たとえば、24日の『みんなのニュース』(フジテレビ)だ。街頭取材で普通に街中を歩いていた市民に“ミサイルが飛んできたらどう避難するか”を実践してもらうという、もはやどうかしているとしか思えないVTRを流すなど、やりたい放題だったのだが、さらに酷いのはスタジオでのコメント。MCの伊藤利尋アナウンサーが唐突に“日本国内に北朝鮮のスパイがいる”として、スリーパーと呼ばれる工作員の話題に切り替えると、それを受けた産経新聞編集委員の久保田るり子氏が、得意げにこんな解説までし始めた。

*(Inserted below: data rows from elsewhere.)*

impl<T, E> Outcome<T, E> {
    // ========== Constructors ==========

    /// Create a successful outcome.
    ///
    /// ```rust
    /// use outcome::Outcome;
    ///
    /// assert!(Outcome::<_, String>::success(1).is_success());
    /// ```
    #[inline]
    pub fn success(value: T) -> Self {
        Outcome::Success(value)
    }

    /// Create a failed outcome.
    ///
    /// ```rust
    /// use outcome::Outcome;
    ///
    /// assert!(Outcome::<i32, _>::failure("nope").is_failure());
    /// ```
    #[inline]
    pub fn failure(error: E) -> Self {
        Outcome::Failure(error)
    }

    /// Create an outcome from a standard `Result`.
    #[inline]
    pub fn from_result(result: Result<T, E>) -> Self {
        match result {
            Ok(value) => Outcome::Success(value),
            Err(error) => Outcome::Failure(error),
        }
    }

    // ========== Predicates ==========

    /// Returns `true` if this is a `Success`.
    #[inline]
    pub fn is_success(&self) -> bool {
        matches!(self, Outcome::Success(_))
    }

    /// Returns `true` if this is a `Failure`.
    #[inline]
    pub fn is_failure(&self) -> bool {
        matches!(self, Outcome::Failure(_))
    }

    // ========== Borrowing ==========

    /// Convert `&Outcome<T, E>` to `Outcome<&T, &E>`.
    ///
    /// ```rust
    /// use outcome::Outcome;
    ///
    /// let o: Outcome<String, ()> = Outcome::success("hi".to_string());
    /// assert_eq!(o.as_ref().map(|s| s.len()), Outcome::Success(2));
    /// assert!(o.is_success());
    /// ```
    #[inline]
    pub fn as_ref(&self) -> Outcome<&T, &E> {
        match self {
            Outcome::Success(value) => Outcome::Success(value),
            Outcome::Failure(error) => Outcome::Failure(error),
        }
    }

    /// Convert `&mut Outcome<T, E>` to `Outcome<&mut T, &mut E>`.
    #[inline]
    pub fn as_mut(&mut self) -> Outcome<&mut T, &mut E> {
        match self {
            Outcome::Success(value) => Outcome::Success(value),
            Outcome::Failure(error) => Outcome::Failure(error),
        }
    }

    // ========== Extractors ==========

    /// The success value, if any.
    #[inline]
    pub fn success_value(self) -> Option<T> {
        match self {
            Outcome::Success(value) => Some(value),
            Outcome::Failure(_) => None,
        }
    }

    /// The error, if any.
    #[inline]
    pub fn failure_value(self) -> Option<E> {
        match self {
            Outcome::Success(_) => None,
            Outcome::Failure(error) => Some(error),
        }
    }

    /// Convert into a standard `Result`.
    #[inline]
    pub fn into_result(self) -> Result<T, E> {
        match self {
            Outcome::Success(value) => Ok(value),
            Outcome::Failure(error) => Err(error),
        }
    }

    /// Return the success value, or `default` on failure. Never panics.
    ///
    /// ```rust
    /// use outcome::{failure, success, Outcome};
    ///
    /// assert_eq!(success::<_, &str>(5).get_or_else(0), 5);
    /// assert_eq!(failure::<i32, _>("e").get_or_else(0), 0);
    /// ```
    #[inline]
    pub fn get_or_else(self, default: T) -> T {
        match self {
            Outcome::Success(value) => value,
            Outcome::Failure(_) => default,
        }
    }

    /// Return the success value, or compute one from the error.
    ///
    /// ```rust
    /// use outcome::Outcome;
    ///
    /// let o: Outcome<usize, &str> = Outcome::failure("four");
    /// assert_eq!(o.get_or_else_with(|e| e.len()), 4);
    /// ```
    #[inline]
    pub fn get_or_else_with<F>(self, f: F) -> T
    where
        F: FnOnce(E) -> T,
    {
        match self {
            Outcome::Success(value) => value,
            Outcome::Failure(error) => f(error),
        }
    }

    /// Return the success value.
    ///
    /// # Panics
    ///
    /// Panics if this is a `Failure`. The panic payload is an
    /// [`UnwrapOnFailure`] carrying the error, so it can be recovered with
    /// `std::panic::catch_unwind` and a downcast. Only call this when success
    /// is already established; otherwise use [`get_or_else`](Self::get_or_else)
    /// or a `match`.
    ///
    /// The default panic hook only renders `&str` and `String` payloads, so
    /// its message shows the panic location but not the error. Use
    /// [`expect`](Self::expect) when the panic message has to show the error,
    /// or enable the `tracing` feature to log it before panicking.
    ///
    /// ```rust
    /// use outcome::Outcome;
    ///
    /// assert_eq!(Outcome::<_, &str>::success(3).unwrap(), 3);
    /// ```
    #[inline]
    #[track_caller]
    pub fn unwrap(self) -> T
    where
        E: fmt::Debug + Send + 'static,
    {
        match self {
            Outcome::Success(value) => value,
            Outcome::Failure(error) => {
                #[cfg(feature = "tracing")]
                tracing::error!(error = ?error, "called `Outcome::unwrap()` on a `Failure` value");
                std::panic::panic_any(UnwrapOnFailure::new(error))
            }
        }
    }

    /// Return the success value, panicking with `msg` on failure.
    ///
    /// # Panics
    ///
    /// Panics with `"{msg}: {error:?}"` if this is a `Failure`.
    #[inline]
    #[track_caller]
    pub fn expect(self, msg: &str) -> T
    where
        E: fmt::Debug,
    {
        match self {
            Outcome::Success(value) => value,
            Outcome::Failure(error) => panic!("{}: {:?}", msg, error),
        }
    }

    /// Return the error.
    ///
    /// # Panics
    ///
    /// Panics if this is a `Success`.
    #[inline]
    #[track_caller]
    pub fn unwrap_failure(self) -> E
    where
        T: fmt::Debug,
    {
        match self {
            Outcome::Success(value) => panic!(
                "called `Outcome::unwrap_failure()` on a `Success` value: {:?}",
                value
            ),
            Outcome::Failure(error) => error,
        }
    }

    // ========== Transformations ==========

    /// Transform the success value. Failures pass through and `f` is not
    /// called.
    ///
    /// ```rust
    /// use outcome::Outcome;
    ///
    /// let ok: Outcome<i32, &str> = Outcome::success(20);
    /// let err: Outcome<i32, &str> = Outcome::failure("e");
    /// assert_eq!(ok.map(|x| x + 1), Outcome::Success(21));
    /// assert_eq!(err.map(|x| x + 1), Outcome::Failure("e"));
    /// ```
    #[inline]
    pub fn map<U, F>(self, f: F) -> Outcome<U, E>
    where
        F: FnOnce(T) -> U,
    {
        match self {
            Outcome::Success(value) => Outcome::Success(f(value)),
            Outcome::Failure(error) => Outcome::Failure(error),
        }
    }

    /// Transform the error. Successes pass through and `f` is not called.
    ///
    /// ```rust
    /// use outcome::Outcome;
    ///
    /// let err: Outcome<i32, &str> = Outcome::failure("bad");
    /// assert_eq!(err.map_err(str::len), Outcome::Failure(3));
    /// ```
    #[inline]
    pub fn map_err<F2, F>(self, f: F) -> Outcome<T, F2>
    where
        F: FnOnce(E) -> F2,
    {
        match self {
            Outcome::Success(value) => Outcome::Success(value),
            Outcome::Failure(error) => Outcome::Failure(f(error)),
        }
    }

    /// Transform both channels.
    #[inline]
    pub fn bimap<U, F2, F, G>(self, on_success: F, on_failure: G) -> Outcome<U, F2>
    where
        F: FnOnce(T) -> U,
        G: FnOnce(E) -> F2,
    {
        match self {
            Outcome::Success(value) => Outcome::Success(on_success(value)),
            Outcome::Failure(error) => Outcome::Failure(on_failure(error)),
        }
    }

    /// Call `f` with a reference to the success value, then return `self`.
    #[inline]
    pub fn inspect<F>(self, f: F) -> Self
    where
        F: FnOnce(&T),
    {
        if let Outcome::Success(ref value) = self {
            f(value);
        }
        self
    }

    /// Call `f` with a reference to the error, then return `self`.
    #[inline]
    pub fn inspect_err<F>(self, f: F) -> Self
    where
        F: FnOnce(&E),
    {
        if let Outcome::Failure(ref error) = self {
            f(error);
        }
        self
    }

    /// Turn a success into `Failure(error)` unless `predicate` holds.
    ///
    /// ```rust
    /// use outcome::Outcome;
    ///
    /// let age: Outcome<u8, &str> = Outcome::success(15);
    /// assert_eq!(age.ensure(|a| *a >= 18, "too young"), Outcome::Failure("too young"));
    /// ```
    #[inline]
    pub fn ensure<P>(self, predicate: P, error: E) -> Self
    where
        P: FnOnce(&T) -> bool,
    {
        match self {
            Outcome::Success(value) if predicate(&value) => Outcome::Success(value),
            Outcome::Success(_) => Outcome::Failure(error),
            Outcome::Failure(e) => Outcome::Failure(e),
        }
    }

    // ========== Chaining ==========

    /// Chain a fallible step. On `Success(v)` the result of `f(v)` is
    /// returned as is; on `Failure` the error passes through and `f` is not
    /// called.
    ///
    /// ```rust
    /// use outcome::{failure, success, Outcome};
    ///
    /// let halve = |n: i32| if n % 2 == 0 { success(n / 2) } else { failure("odd") };
    ///
    /// assert_eq!(success(8).and_then(halve).and_then(halve), Outcome::Success(2));
    /// assert_eq!(success(6).and_then(halve).and_then(halve), Outcome::Failure("odd"));
    /// ```
    #[inline]
    pub fn and_then<U, F>(self, f: F) -> Outcome<U, E>
    where
        F: FnOnce(T) -> Outcome<U, E>,
    {
        match self {
            Outcome::Success(value) => f(value),
            Outcome::Failure(error) => Outcome::Failure(error),
        }
    }

    /// Alias for [`and_then`](Self::and_then).
    #[inline]
    pub fn flat_map<U, F>(self, f: F) -> Outcome<U, E>
    where
        F: FnOnce(T) -> Outcome<U, E>,
    {
        self.and_then(f)
    }

    /// Recover from a failure. On `Failure(e)` the result of `f(e)` is
    /// returned, which may be a success or a different failure. Successes
    /// pass through and `f` is not called.
    ///
    /// ```rust
    /// use outcome::{failure, success, Outcome};
    ///
    /// let cached: Outcome<&str, String> = failure::<&str, _>(404)
    ///     .catch(|code| if code == 404 { success("fallback") } else { failure(code.to_string()) });
    /// assert_eq!(cached, Outcome::Success("fallback"));
    /// ```
    #[inline]
    pub fn catch<F2, F>(self, f: F) -> Outcome<T, F2>
    where
        F: FnOnce(E) -> Outcome<T, F2>,
    {
        match self {
            Outcome::Success(value) => Outcome::Success(value),
            Outcome::Failure(error) => f(error),
        }
    }

    /// Alias for [`catch`](Self::catch).
    #[inline]
    pub fn or_else<F2, F>(self, f: F) -> Outcome<T, F2>
    where
        F: FnOnce(E) -> Outcome<T, F2>,
    {
        self.catch(f)
    }

    /// Pair two outcomes; see [`combine`](crate::combine::combine).
    #[inline]
    pub fn zip<U>(self, other: Outcome<U, E>) -> Outcome<(T, U), E> {
        crate::combine::combine(self, other)
    }

    /// Collapse both variants into one value by calling exactly one handler.
    ///
    /// ```rust
    /// use outcome::Outcome;
    ///
    /// let o: Outcome<i32, &str> = Outcome::failure("oops");
    /// assert_eq!(o.fold(|v| v.to_string(), |e| format!("error: {}", e)), "error: oops");
    /// ```
    #[inline]
    pub fn fold<R, F, G>(self, on_success: F, on_failure: G) -> R
    where
        F: FnOnce(T) -> R,
        G: FnOnce(E) -> R,
    {
        match self {
            Outcome::Success(value) => on_success(value),
            Outcome::Failure(error) => on_failure(error),
        }
    }

    // ========== Iteration ==========

    /// Iterate over the success value (zero or one item).
    #[inline]
    pub fn iter(&self) -> std::option::IntoIter<&T> {
        self.as_ref().success_value().into_iter()
    }
}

「だいたい三桁ぐらいいるというふうに言われてるんですね。直轄のスリーパー、いつもは普通の生活をしていて、いざというときに動き出す人たちがいるわけですね」
「日本人拉致のときで、やはり海上からたくさんの工作員が、ほとんどノーマークで上がってこれるという無防備な国、ましてや、そのスパイ防止法がなかったわけです、いまもないわけですね」
「日本は(米国の)後方支援基地ですから、(北朝鮮が)ここを混乱させたいと、その場合にたとえばですね、原発をテロの標的にする、あるいは、新幹線、あるいは山手線をイントラネットで入ってですね、混乱させる。そういったよくわからないテロがぼんぼん起きたら日本中が混乱になるじゃないですか、そういう可能性があると思いますね」
久保田編集委員のネトウヨ的妄想発言はいまに始まったことではないが、「三桁のスリーパーが動きだす」とか、根拠がなさすぎてもはや笑うしかない。しかもこんな状況下で「よくわからないテロ」とか「新幹線や山手線を混乱させる」とか、具体的内容も根拠も示さないまま、ひたすら、普通に生活している人間の中に、北朝鮮のテロ工作員がいると煽るのである。これでは、関東大震災の朝鮮人虐殺を引き起こしたデマと変わらないではないか。
だが、こうした根も葉もない“工作員脅威論”を振りかざしているのは、久保田氏だけではない。たとえば12日放送の『情報ライブ ミヤネ屋』(読売テレビ)では、司会の宮根誠司が「有事で北朝鮮崩壊ということになると、当然、北朝鮮難民という人がやってくる」として「このなかにテロリストが紛れているともわからない」などと煽っていた。